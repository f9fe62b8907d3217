use anyhow::{Context, Result, anyhow, bail};

use cricket_terminal::config::{self, AppConfig};
use cricket_terminal::gateway::{PersistenceGateway, short_id};
use cricket_terminal::logging;
use cricket_terminal::persist::SqliteGateway;
use cricket_terminal::scoreboard::Scoreboard;

const USAGE: &str =
    "usage: match_admin [--db PATH] <list | show MATCH_ID [--json] | delete MATCH_ID>";

fn main() -> Result<()> {
    AppConfig::load_env_files();
    logging::init_stderr_logging()?;

    let args = std::env::args().skip(1).collect::<Vec<_>>();
    let db_path = match config::db_path_arg(&args) {
        Some(path) => path,
        None => AppConfig::from_env()?.db_path,
    };
    let positional = positional_args(&args);
    let json = args.iter().any(|a| a == "--json");

    let mut gateway = SqliteGateway::open(&db_path)
        .with_context(|| format!("open match store {}", db_path.display()))?;

    match positional.as_slice() {
        ["list"] | [] => list(&gateway),
        ["show", id] => show(&gateway, &resolve_id(&gateway, id)?, json),
        ["delete", id] => {
            let match_id = resolve_id(&gateway, id)?;
            gateway
                .delete_match(&match_id)
                .with_context(|| format!("delete match {match_id}"))?;
            println!("Deleted {match_id}");
            Ok(())
        }
        _ => bail!("{USAGE}"),
    }
}

fn list(gateway: &SqliteGateway) -> Result<()> {
    let matches = gateway.list_matches().context("list matches")?;
    if matches.is_empty() {
        println!("No matches stored");
        return Ok(());
    }
    for m in matches {
        let status = if m.is_match_complete {
            "complete".to_string()
        } else {
            format!("innings {}", m.current_innings)
        };
        println!(
            "{}  {:<24} {:>14}  {:>2} ov  {:<10} {}",
            short_id(&m.match_id),
            m.display_name(),
            m.score_line(),
            m.total_overs,
            status,
            m.created_at
        );
    }
    Ok(())
}

fn show(gateway: &SqliteGateway, match_id: &str, json: bool) -> Result<()> {
    let snapshot = gateway
        .load_match(match_id)
        .with_context(|| format!("load match {match_id}"))?;
    let board = Scoreboard::from_state(&snapshot.state);

    if json {
        let out = serde_json::json!({
            "match": snapshot,
            "scoreboard": board,
        });
        println!("{}", serde_json::to_string_pretty(&out)?);
        return Ok(());
    }

    println!("Match {} (revision {})", snapshot.match_id, snapshot.revision);
    if let Some(name) = &snapshot.name {
        println!("Name: {name}");
    }
    println!("{}", board.headline());
    println!("Run rate: {}", board.run_rate);
    if let Some(first) = &board.first_innings {
        println!("Innings 1: {first}");
    }
    if let Some(chase) = &board.chase {
        println!(
            "Target {}: need {} off {} balls (RRR {})",
            chase.target, chase.runs_required, chase.balls_remaining, chase.required_rate
        );
    }
    for over in &board.completed_overs {
        let balls = over
            .balls
            .iter()
            .map(|b| b.label.as_str())
            .collect::<Vec<_>>()
            .join(" ");
        println!("  {}  [{balls}]", over.summary());
    }
    if !board.this_over.is_empty() {
        let balls = board
            .this_over
            .iter()
            .map(|b| b.label.as_str())
            .collect::<Vec<_>>()
            .join(" ");
        println!("  This over: [{balls}]");
    }
    match &board.result {
        Some(result) => println!("Result: {result}"),
        None => println!("Status: {}", board.phase),
    }
    Ok(())
}

/// Accepts a full id or the 8-character prefix the listings print.
fn resolve_id(gateway: &SqliteGateway, raw: &str) -> Result<String> {
    let raw = raw.trim();
    let hits = gateway
        .list_matches()
        .context("list matches")?
        .into_iter()
        .filter(|m| m.match_id == raw || m.match_id.starts_with(raw))
        .map(|m| m.match_id)
        .collect::<Vec<_>>();
    match hits.as_slice() {
        [one] => Ok(one.clone()),
        [] => Err(anyhow!("no match with id {raw}")),
        _ => Err(anyhow!("id prefix {raw} is ambiguous")),
    }
}

fn positional_args(args: &[String]) -> Vec<&str> {
    let mut out = Vec::new();
    let mut skip_next = false;
    for arg in args {
        if skip_next {
            skip_next = false;
            continue;
        }
        if arg == "--db" {
            skip_next = true;
            continue;
        }
        if arg.starts_with("--") {
            continue;
        }
        out.push(arg.as_str());
    }
    out
}
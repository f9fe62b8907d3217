use std::path::Path;
use std::sync::mpsc;
use std::thread;
use std::time::Duration;

use anyhow::{Context, Result, anyhow};
use rand::SeedableRng;
use rand::rngs::StdRng;
use tracing::{info, warn};

use cricket_terminal::config::{self, AppConfig};
use cricket_terminal::demo_feed::play_demo_match;
use cricket_terminal::logging;
use cricket_terminal::notify::MatchChanged;
use cricket_terminal::persist::SqliteGateway;
use cricket_terminal::scorer::Scorer;
use cricket_terminal::spectator::Spectator;

fn main() -> Result<()> {
    AppConfig::load_env_files();
    logging::init_stderr_logging()?;

    let args = std::env::args().skip(1).collect::<Vec<_>>();
    let config = match config::db_path_arg(&args) {
        Some(path) => AppConfig::for_db(path),
        None => AppConfig::from_env()?,
    };
    let overs = parse_u64_arg(&args, "--overs")?
        .map(|v| v.clamp(1, u64::from(config::MAX_OVERS)) as u32)
        .unwrap_or(config.default_overs);
    let pace = Duration::from_millis(parse_u64_arg(&args, "--pace-ms")?.unwrap_or(1500));
    let seed = parse_u64_arg(&args, "--seed")?;
    let name = parse_str_arg(&args, "--name").unwrap_or_else(|| "Demo match".to_string());

    let mut gateway = SqliteGateway::open(&config.db_path)
        .with_context(|| format!("open match store {}", config.db_path.display()))?;

    let (change_tx, change_rx) = mpsc::channel();
    let mut scorer = Scorer::create_with(&mut gateway, overs, Some(&name), change_tx)
        .context("create demo match")?;
    println!("Demo match {} ({overs} overs)", scorer.match_id());
    println!("Watch it from the terminal app, or: match_admin show {}", scorer.match_id());

    let printer = spawn_printer(&config.db_path, scorer.match_id().to_string(), change_rx)?;

    let mut rng = match seed {
        Some(seed) => StdRng::seed_from_u64(seed),
        None => StdRng::from_entropy(),
    };
    let result = play_demo_match(&mut scorer, &mut gateway, &mut rng, pace)
        .context("play demo match")?;
    info!(match_id = %scorer.match_id(), %result, "demo match finished");

    // Closing the notifier ends the printer.
    drop(scorer);
    if printer.join().is_err() {
        warn!("scoreboard printer panicked");
    }
    println!("{result}");
    Ok(())
}

/// Follows the match through its own connection, the way a separate
/// spectator process would.
fn spawn_printer(
    db_path: &Path,
    match_id: String,
    change_rx: mpsc::Receiver<MatchChanged>,
) -> Result<thread::JoinHandle<()>> {
    let gateway = SqliteGateway::open(db_path)
        .with_context(|| format!("open spectator connection {}", db_path.display()))?;
    Ok(thread::spawn(move || {
        let mut spectator = Spectator::new(match_id);
        for event in change_rx {
            match spectator.on_change(&event, &gateway) {
                Ok(true) => {
                    if let Some(board) = spectator.scoreboard() {
                        let last = board
                            .this_over
                            .last()
                            .map(|b| b.label.clone())
                            .unwrap_or_default();
                        println!("{:<4} {}", last, board.headline());
                    }
                }
                Ok(false) => {}
                Err(err) => warn!(error = %err, "spectator reload failed"),
            }
        }
    }))
}

fn parse_u64_arg(args: &[String], flag: &str) -> Result<Option<u64>> {
    let Some(raw) = parse_str_arg(args, flag) else {
        return Ok(None);
    };
    raw.trim()
        .parse::<u64>()
        .map(Some)
        .map_err(|_| anyhow!("{flag} expects a number, got {raw:?}"))
}

fn parse_str_arg(args: &[String], flag: &str) -> Option<String> {
    let prefix = format!("{flag}=");
    for (idx, arg) in args.iter().enumerate() {
        if let Some(value) = arg.strip_prefix(&prefix) {
            let trimmed = value.trim();
            if !trimmed.is_empty() {
                return Some(trimmed.to_string());
            }
        }
        if arg == flag {
            let Some(next) = args.get(idx + 1) else {
                continue;
            };
            if !next.trim().is_empty() {
                return Some(next.clone());
            }
        }
    }
    None
}
impl App {
    fn new(default_overs: u32, cmd_tx: Option<mpsc::Sender<ScorerCommand>>) -> Self {
        Self {
            state: AppState::new(default_overs),
            should_quit: false,
            cmd_tx,
        }
    }

    fn send(&mut self, cmd: ScorerCommand) {
        let Some(tx) = &self.cmd_tx else {
            return;
        };
        if tx.send(cmd).is_err() {
            self.state.pending = false;
            self.state.push_log("[WARN] Scoring worker is gone");
        }
    }

    /// Sends a command that answers with a reply delta; refused while one is
    /// still outstanding.
    fn send_tracked(&mut self, cmd: ScorerCommand) {
        if self.state.begin_command() {
            self.send(cmd);
        }
    }

    fn on_key(&mut self, key: KeyEvent) {
        if self.state.toss.is_some() {
            self.state.toss = None;
            return;
        }
        if self.state.help_overlay {
            if matches!(key.code, KeyCode::Char('?') | KeyCode::Esc) {
                self.state.help_overlay = false;
            }
            return;
        }
        match self.state.screen {
            Screen::Browser => self.on_browser_key(key),
            Screen::Setup => self.on_setup_key(key),
            Screen::Scoring => self.on_scoring_key(key),
            Screen::Watch => self.on_watch_key(key),
        }
    }

    fn on_browser_key(&mut self, key: KeyEvent) {
        match key.code {
            KeyCode::Char('q') => self.should_quit = true,
            KeyCode::Char('?') => self.state.help_overlay = true,
            KeyCode::Char('j') | KeyCode::Down => self.state.select_next(),
            KeyCode::Char('k') | KeyCode::Up => self.state.select_prev(),
            KeyCode::Char('n') => self.state.open_setup(),
            KeyCode::Char('r') => self.send(ScorerCommand::ListMatches),
            KeyCode::Enter | KeyCode::Char('s') => {
                if let Some(match_id) = self.state.selected_match_id() {
                    self.send_tracked(ScorerCommand::OpenMatch { match_id });
                }
            }
            KeyCode::Char('w') => {
                if let Some(match_id) = self.state.selected_match_id() {
                    self.send_tracked(ScorerCommand::Watch { match_id });
                }
            }
            KeyCode::Char('D') => {
                if let Some(match_id) = self.state.selected_match_id() {
                    self.send_tracked(ScorerCommand::DeleteMatch { match_id });
                }
            }
            _ => {}
        }
    }

    fn on_setup_key(&mut self, key: KeyEvent) {
        match key.code {
            KeyCode::Esc => self.state.screen = Screen::Browser,
            KeyCode::Tab | KeyCode::BackTab | KeyCode::Down | KeyCode::Up => {
                self.state.setup_toggle_field()
            }
            KeyCode::Backspace => self.state.setup_backspace(),
            KeyCode::Enter => match self.state.setup_command() {
                Ok(cmd) => self.send_tracked(cmd),
                Err(message) => self.state.last_error = Some(message),
            },
            KeyCode::Char(ch) => self.state.setup_input(ch),
            _ => {}
        }
    }

    fn on_scoring_key(&mut self, key: KeyEvent) {
        match key.code {
            KeyCode::Esc if self.state.prompt.is_some() => self.state.prompt = None,
            KeyCode::Esc | KeyCode::Char('b') => self.leave_match(),
            KeyCode::Char('q') => self.should_quit = true,
            KeyCode::Char('?') => self.state.help_overlay = true,
            KeyCode::Char('t') => self.toss(),
            KeyCode::Char('r') => self.send(ScorerCommand::Refresh),
            KeyCode::Char(ch) => {
                // Keys typed while a command is in flight are dropped, not queued.
                if !self.state.accepts_scoring_input() {
                    return;
                }
                if let Some(cmd) = self.state.scoring_key(ch) {
                    self.send_tracked(cmd);
                }
            }
            _ => {}
        }
    }

    fn on_watch_key(&mut self, key: KeyEvent) {
        match key.code {
            KeyCode::Esc | KeyCode::Char('b') => self.leave_match(),
            KeyCode::Char('q') => self.should_quit = true,
            KeyCode::Char('?') => self.state.help_overlay = true,
            KeyCode::Char('r') => self.send(ScorerCommand::Refresh),
            _ => {}
        }
    }

    fn leave_match(&mut self) {
        self.state.close_match();
        self.send(ScorerCommand::CloseMatch);
        self.send(ScorerCommand::ListMatches);
    }

    fn toss(&mut self) {
        let fresh = self.state.live.as_ref().is_some_and(|live| {
            live.state.phase() == MatchPhase::InInnings1
                && live.state.innings1.overs.iter().all(|over| over.balls.is_empty())
        });
        if !fresh {
            self.state.push_log("[INFO] The toss happens before the first ball");
            return;
        }
        let face = flip_coin(&mut rand::thread_rng());
        self.state.push_log(format!("[INFO] Toss: {face}"));
        self.state.toss = Some(face);
    }
}

fn main() -> Result<()> {
    AppConfig::load_env_files();
    let args = std::env::args().skip(1).collect::<Vec<_>>();
    let config = match config::db_path_arg(&args) {
        Some(path) => AppConfig::for_db(path),
        None => AppConfig::from_env()?,
    };
    logging::init_file_logging(&config.log_path)?;
    info!(db = %config.db_path.display(), "cricket terminal starting");

    let (tx, rx) = mpsc::channel();
    let (cmd_tx, cmd_rx) = mpsc::channel();
    let default_overs = config.default_overs;
    spawn_scoring_worker(config, tx, cmd_rx);

    enable_raw_mode().context("enable raw mode")?;
    let mut stdout = io::stdout();
    execute!(stdout, EnterAlternateScreen).context("enter alternate screen")?;
    let backend = ratatui::backend::CrosstermBackend::new(stdout);
    let mut terminal = ratatui::Terminal::new(backend)?;

    let mut app = App::new(default_overs, Some(cmd_tx));
    let res = run_app(&mut terminal, &mut app, rx);

    disable_raw_mode()?;
    execute!(terminal.backend_mut(), LeaveAlternateScreen)?;
    terminal.show_cursor()?;

    if let Err(err) = res {
        eprintln!("error: {err}");
    }
    Ok(())
}

fn run_app<B: Backend>(
    terminal: &mut Terminal<B>,
    app: &mut App,
    rx: mpsc::Receiver<Delta>,
) -> io::Result<()> {
    let tick_rate = Duration::from_millis(250);
    let mut last_tick = Instant::now();

    loop {
        while let Ok(delta) = rx.try_recv() {
            apply_delta(&mut app.state, delta);
        }

        terminal.draw(|f| ui(f, app))?;

        let timeout = tick_rate
            .checked_sub(last_tick.elapsed())
            .unwrap_or(Duration::ZERO);
        if event::poll(timeout)?
            && let Event::Key(key) = event::read()?
            && key.kind == KeyEventKind::Press
        {
            app.on_key(key);
        }

        if last_tick.elapsed() >= tick_rate {
            last_tick = Instant::now();
        }

        if app.should_quit {
            return Ok(());
        }
    }
}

■ Problem statement ■
Copying begins at the line that holds "let mut app" and ends at the last line of the data above, with both included and each line kept exactly.

■ Response to this exercise ■
    let mut app = App::new(default_overs, Some(cmd_tx));
    let res = run_app(&mut terminal, &mut app, rx);

    disable_raw_mode()?;
    execute!(terminal.backend_mut(), LeaveAlternateScreen)?;
    terminal.show_cursor()?;

    if let Err(err) = res {
        eprintln!("error: {err}");
    }
    Ok(())
}

fn run_app<B: Backend>(
    terminal: &mut Terminal<B>,
    app: &mut App,
    rx: mpsc::Receiver<Delta>,
) -> io::Result<()> {
    let tick_rate = Duration::from_millis(250);
    let mut last_tick = Instant::now();

    loop {
        while let Ok(delta) = rx.try_recv() {
            apply_delta(&mut app.state, delta);
        }

        terminal.draw(|f| ui(f, app))?;

        let timeout = tick_rate
            .checked_sub(last_tick.elapsed())
            .unwrap_or(Duration::ZERO);
        if event::poll(timeout)?
            && let Event::Key(key) = event::read()?
            && key.kind == KeyEventKind::Press
        {
            app.on_key(key);
        }

        if last_tick.elapsed() >= tick_rate {
            last_tick = Instant::now();
        }

        if app.should_quit {
            return Ok(());
        }
    }
}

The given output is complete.